Exercise: Every record must appear in the response exactly as given.

[Dataset content Boundary: Start]

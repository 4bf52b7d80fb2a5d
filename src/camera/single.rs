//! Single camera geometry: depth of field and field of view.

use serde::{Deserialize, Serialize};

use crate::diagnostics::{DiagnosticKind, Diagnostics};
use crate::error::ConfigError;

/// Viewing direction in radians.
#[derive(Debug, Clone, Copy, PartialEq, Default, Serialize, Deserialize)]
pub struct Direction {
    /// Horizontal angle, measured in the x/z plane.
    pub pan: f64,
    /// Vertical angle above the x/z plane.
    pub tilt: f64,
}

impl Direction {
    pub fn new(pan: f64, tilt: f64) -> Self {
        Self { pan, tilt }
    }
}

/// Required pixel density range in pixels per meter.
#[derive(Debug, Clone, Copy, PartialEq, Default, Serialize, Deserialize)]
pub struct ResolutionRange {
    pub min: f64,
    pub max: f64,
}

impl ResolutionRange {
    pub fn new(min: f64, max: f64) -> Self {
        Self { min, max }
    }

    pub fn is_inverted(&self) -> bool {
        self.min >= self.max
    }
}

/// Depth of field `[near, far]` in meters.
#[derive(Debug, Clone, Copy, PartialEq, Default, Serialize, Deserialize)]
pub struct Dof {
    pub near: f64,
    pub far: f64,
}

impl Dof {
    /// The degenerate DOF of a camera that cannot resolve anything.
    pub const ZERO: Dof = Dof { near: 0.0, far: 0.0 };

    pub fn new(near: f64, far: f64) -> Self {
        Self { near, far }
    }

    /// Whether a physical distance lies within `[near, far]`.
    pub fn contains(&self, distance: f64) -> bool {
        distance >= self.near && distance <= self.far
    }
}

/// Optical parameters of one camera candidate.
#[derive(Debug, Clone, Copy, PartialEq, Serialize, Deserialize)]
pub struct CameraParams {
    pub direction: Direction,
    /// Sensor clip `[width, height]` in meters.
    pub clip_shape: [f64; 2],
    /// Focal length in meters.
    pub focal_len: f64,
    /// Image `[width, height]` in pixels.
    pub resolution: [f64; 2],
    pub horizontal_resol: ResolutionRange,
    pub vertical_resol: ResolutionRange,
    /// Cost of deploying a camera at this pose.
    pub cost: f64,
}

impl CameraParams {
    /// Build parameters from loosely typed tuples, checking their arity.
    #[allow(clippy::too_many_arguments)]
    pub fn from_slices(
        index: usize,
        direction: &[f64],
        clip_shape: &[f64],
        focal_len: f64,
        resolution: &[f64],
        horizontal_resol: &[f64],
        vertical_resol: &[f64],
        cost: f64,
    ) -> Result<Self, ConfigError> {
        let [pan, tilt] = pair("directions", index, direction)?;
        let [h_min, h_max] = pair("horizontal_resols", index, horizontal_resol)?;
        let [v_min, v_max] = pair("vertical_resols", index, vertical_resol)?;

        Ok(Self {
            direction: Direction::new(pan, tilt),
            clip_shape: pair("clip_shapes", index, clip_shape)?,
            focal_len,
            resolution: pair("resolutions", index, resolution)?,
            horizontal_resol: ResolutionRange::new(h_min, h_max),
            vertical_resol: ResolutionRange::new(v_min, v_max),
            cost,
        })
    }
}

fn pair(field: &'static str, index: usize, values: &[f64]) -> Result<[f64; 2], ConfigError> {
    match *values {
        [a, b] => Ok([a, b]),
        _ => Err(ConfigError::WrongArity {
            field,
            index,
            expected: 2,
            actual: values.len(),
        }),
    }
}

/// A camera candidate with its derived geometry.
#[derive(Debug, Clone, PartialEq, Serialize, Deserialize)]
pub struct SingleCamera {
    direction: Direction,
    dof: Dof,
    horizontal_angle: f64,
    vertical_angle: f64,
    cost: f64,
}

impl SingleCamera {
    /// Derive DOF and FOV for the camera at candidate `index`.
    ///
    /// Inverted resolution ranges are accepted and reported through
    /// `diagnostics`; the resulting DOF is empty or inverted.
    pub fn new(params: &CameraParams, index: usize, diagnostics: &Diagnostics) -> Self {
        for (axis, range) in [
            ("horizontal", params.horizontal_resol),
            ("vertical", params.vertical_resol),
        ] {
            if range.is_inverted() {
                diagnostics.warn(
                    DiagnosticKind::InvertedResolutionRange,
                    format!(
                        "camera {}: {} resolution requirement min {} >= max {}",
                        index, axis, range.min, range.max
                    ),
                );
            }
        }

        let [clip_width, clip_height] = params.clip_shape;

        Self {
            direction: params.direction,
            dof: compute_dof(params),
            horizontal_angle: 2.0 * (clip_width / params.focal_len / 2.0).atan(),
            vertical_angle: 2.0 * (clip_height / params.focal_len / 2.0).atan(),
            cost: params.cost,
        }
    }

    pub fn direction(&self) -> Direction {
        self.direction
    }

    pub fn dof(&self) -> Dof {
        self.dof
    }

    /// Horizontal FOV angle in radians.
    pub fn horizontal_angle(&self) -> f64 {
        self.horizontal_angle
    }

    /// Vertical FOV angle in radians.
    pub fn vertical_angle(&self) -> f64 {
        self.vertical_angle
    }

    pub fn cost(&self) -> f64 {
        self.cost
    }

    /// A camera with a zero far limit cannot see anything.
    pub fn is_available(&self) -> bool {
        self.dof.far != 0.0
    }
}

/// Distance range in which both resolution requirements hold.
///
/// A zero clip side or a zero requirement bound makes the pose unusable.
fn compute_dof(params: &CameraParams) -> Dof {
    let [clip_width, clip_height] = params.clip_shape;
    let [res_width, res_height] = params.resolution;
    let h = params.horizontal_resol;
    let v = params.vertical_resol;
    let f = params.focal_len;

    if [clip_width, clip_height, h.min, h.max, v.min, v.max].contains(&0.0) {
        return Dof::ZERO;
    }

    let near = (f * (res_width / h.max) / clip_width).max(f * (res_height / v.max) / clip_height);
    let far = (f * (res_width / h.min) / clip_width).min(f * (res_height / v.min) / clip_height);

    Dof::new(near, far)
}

[Dataset content Boundary: End]

Solution for this exercise:
repository 4bf52b7d80fb2a5d
filename src/camera/single.rs
//! Single camera geometry: depth of field and field of view.

use serde::{Deserialize, Serialize};

use crate::diagnostics::{DiagnosticKind, Diagnostics};
use crate::error::ConfigError;

/// Viewing direction in radians.
#[derive(Debug, Clone, Copy, PartialEq, Default, Serialize, Deserialize)]
pub struct Direction {
    /// Horizontal angle, measured in the x/z plane.
    pub pan: f64,
    /// Vertical angle above the x/z plane.
    pub tilt: f64,
}

impl Direction {
    pub fn new(pan: f64, tilt: f64) -> Self {
        Self { pan, tilt }
    }
}

/// Required pixel density range in pixels per meter.
#[derive(Debug, Clone, Copy, PartialEq, Default, Serialize, Deserialize)]
pub struct ResolutionRange {
    pub min: f64,
    pub max: f64,
}

impl ResolutionRange {
    pub fn new(min: f64, max: f64) -> Self {
        Self { min, max }
    }

    pub fn is_inverted(&self) -> bool {
        self.min >= self.max
    }
}

/// Depth of field `[near, far]` in meters.
#[derive(Debug, Clone, Copy, PartialEq, Default, Serialize, Deserialize)]
pub struct Dof {
    pub near: f64,
    pub far: f64,
}

impl Dof {
    /// The degenerate DOF of a camera that cannot resolve anything.
    pub const ZERO: Dof = Dof { near: 0.0, far: 0.0 };

    pub fn new(near: f64, far: f64) -> Self {
        Self { near, far }
    }

    /// Whether a physical distance lies within `[near, far]`.
    pub fn contains(&self, distance: f64) -> bool {
        distance >= self.near && distance <= self.far
    }
}

/// Optical parameters of one camera candidate.
#[derive(Debug, Clone, Copy, PartialEq, Serialize, Deserialize)]
pub struct CameraParams {
    pub direction: Direction,
    /// Sensor clip `[width, height]` in meters.
    pub clip_shape: [f64; 2],
    /// Focal length in meters.
    pub focal_len: f64,
    /// Image `[width, height]` in pixels.
    pub resolution: [f64; 2],
    pub horizontal_resol: ResolutionRange,
    pub vertical_resol: ResolutionRange,
    /// Cost of deploying a camera at this pose.
    pub cost: f64,
}

impl CameraParams {
    /// Build parameters from loosely typed tuples, checking their arity.
    #[allow(clippy::too_many_arguments)]
    pub fn from_slices(
        index: usize,
        direction: &[f64],
        clip_shape: &[f64],
        focal_len: f64,
        resolution: &[f64],
        horizontal_resol: &[f64],
        vertical_resol: &[f64],
        cost: f64,
    ) -> Result<Self, ConfigError> {
        let [pan, tilt] = pair("directions", index, direction)?;
        let [h_min, h_max] = pair("horizontal_resols", index, horizontal_resol)?;
        let [v_min, v_max] = pair("vertical_resols", index, vertical_resol)?;

        Ok(Self {
            direction: Direction::new(pan, tilt),
            clip_shape: pair("clip_shapes", index, clip_shape)?,
            focal_len,
            resolution: pair("resolutions", index, resolution)?,
            horizontal_resol: ResolutionRange::new(h_min, h_max),
            vertical_resol: ResolutionRange::new(v_min, v_max),
            cost,
        })
    }
}

fn pair(field: &'static str, index: usize, values: &[f64]) -> Result<[f64; 2], ConfigError> {
    match *values {
        [a, b] => Ok([a, b]),
        _ => Err(ConfigError::WrongArity {
            field,
            index,
            expected: 2,
            actual: values.len(),
        }),
    }
}

/// A camera candidate with its derived geometry.
#[derive(Debug, Clone, PartialEq, Serialize, Deserialize)]
pub struct SingleCamera {
    direction: Direction,
    dof: Dof,
    horizontal_angle: f64,
    vertical_angle: f64,
    cost: f64,
}

impl SingleCamera {
    /// Derive DOF and FOV for the camera at candidate `index`.
    ///
    /// Inverted resolution ranges are accepted and reported through
    /// `diagnostics`; the resulting DOF is empty or inverted.
    pub fn new(params: &CameraParams, index: usize, diagnostics: &Diagnostics) -> Self {
        for (axis, range) in [
            ("horizontal", params.horizontal_resol),
            ("vertical", params.vertical_resol),
        ] {
            if range.is_inverted() {
                diagnostics.warn(
                    DiagnosticKind::InvertedResolutionRange,
                    format!(
                        "camera {}: {} resolution requirement min {} >= max {}",
                        index, axis, range.min, range.max
                    ),
                );
            }
        }

        let [clip_width, clip_height] = params.clip_shape;

        Self {
            direction: params.direction,
            dof: compute_dof(params),
            horizontal_angle: 2.0 * (clip_width / params.focal_len / 2.0).atan(),
            vertical_angle: 2.0 * (clip_height / params.focal_len / 2.0).atan(),
            cost: params.cost,
        }
    }

    pub fn direction(&self) -> Direction {
        self.direction
    }

    pub fn dof(&self) -> Dof {
        self.dof
    }

    /// Horizontal FOV angle in radians.
    pub fn horizontal_angle(&self) -> f64 {
        self.horizontal_angle
    }

    /// Vertical FOV angle in radians.
    pub fn vertical_angle(&self) -> f64 {
        self.vertical_angle
    }

    pub fn cost(&self) -> f64 {
        self.cost
    }

    /// A camera with a zero far limit cannot see anything.
    pub fn is_available(&self) -> bool {
        self.dof.far != 0.0
    }
}

/// Distance range in which both resolution requirements hold.
///
/// A zero clip side or a zero requirement bound makes the pose unusable.
fn compute_dof(params: &CameraParams) -> Dof {
    let [clip_width, clip_height] = params.clip_shape;
    let [res_width, res_height] = params.resolution;
    let h = params.horizontal_resol;
    let v = params.vertical_resol;
    let f = params.focal_len;

    if [clip_width, clip_height, h.min, h.max, v.min, v.max].contains(&0.0) {
        return Dof::ZERO;
    }

    let near = (f * (res_width / h.max) / clip_width).max(f * (res_height / v.max) / clip_height);
    let far = (f * (res_width / h.min) / clip_width).min(f * (res_height / v.min) / clip_height);

    Dof::new(near, far)
}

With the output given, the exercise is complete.